Governor of Plateau State
- In office July 1988 – August 1990
- Preceded by: Lawrence Onoja
- Succeeded by: Joshua Madaki

Personal details
- Born: 15 June 1949 (age 76) Pella in Hong LGA, Adamawa State, Nigeria^{[citation needed]}

Military service
- Allegiance: Nigeria
- Branch/service: Nigerian Army
- Rank: Brigadier General

= Aliyu Kama =

Nigerian politician and general

Aliyu Adu Umar Kama (born 15 June 1949) was the military governor of Plateau State, Nigeria from July 1988 to August 1990 during the military regime of General Ibrahim Babangida.

Kama was born in Hong local government, Adamawa State of Kilba origins.
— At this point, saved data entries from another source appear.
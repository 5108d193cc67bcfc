//! Error taxonomy shared across the router, channel server, and client
//! server. `Display` on [`RouterError`] is the single source of truth for
//! the string a client sees in a [`CommandResponse::error`] field — the
//! same text is what gets logged.
//!
//! [`CommandResponse::error`]: browserd_protocol::CommandResponse

use thiserror::Error;

/// Errors that can terminate a submitted command.
#[derive(Debug, Clone, Error, PartialEq, Eq)]
pub enum RouterError {
    #[error("Session not found")]
    SessionNotFound,
    #[error("Failed to send command to extension")]
    SendFailed,
    #[error("Command timed out")]
    Timeout,
    #[error("Extension disconnected")]
    ExtensionDisconnected,
    #[error("Extension did not connect in time")]
    BrowserLaunchTimeout,
    #[error("Failed to launch browser")]
    BrowserLaunchFailed,
    #[error("Command cancelled: daemon shutting down")]
    Cancelled,
    #[error("Session closed")]
    SessionClosed,
}

/// Errors validating a command's structure, before it ever reaches the
/// router's session lookup.
#[derive(Debug, Clone, Error, PartialEq, Eq)]
pub enum ValidationError {
    #[error("id must be a non-empty string")]
    EmptyId,
    #[error("sessionId must be a non-empty string")]
    EmptySessionId,
    #[error("params must be a JSON object when present")]
    ParamsNotAnObject,
}

/// Top-level daemon error, used at the orchestrator/binary boundary where
/// collaborator-boundary failures (socket I/O, config loading) surface.
#[derive(Debug, Error)]
pub enum DaemonError {
    #[error("failed to bind local client socket: {0}")]
    ClientSocketBind(#[source] std::io::Error),
    #[error("failed to bind extension channel listener: {0}")]
    ChannelListenerBind(#[source] std::io::Error),
    #[error("configuration error: {0}")]
    Config(String),
    #[error(transparent)]
    Io(#[from] std::io::Error),
}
He attended Government Secondary School, Yola (1963–1968), the Nigerian Defense Academy, Kaduna (1969–1972) and the Army school of supply and transport, Ibadan (1972).

Kama was an aspirant to be the People's Democratic Party (PDP) candidate for governor of Adamawa State in the 2007 elections.
In 2009, he was one of the promoters of a new Amana State to be carved out of Adamawa.
In June 2009 he was chairman of the board of Federal Superphosphate Fertilizer Company, Kaduna.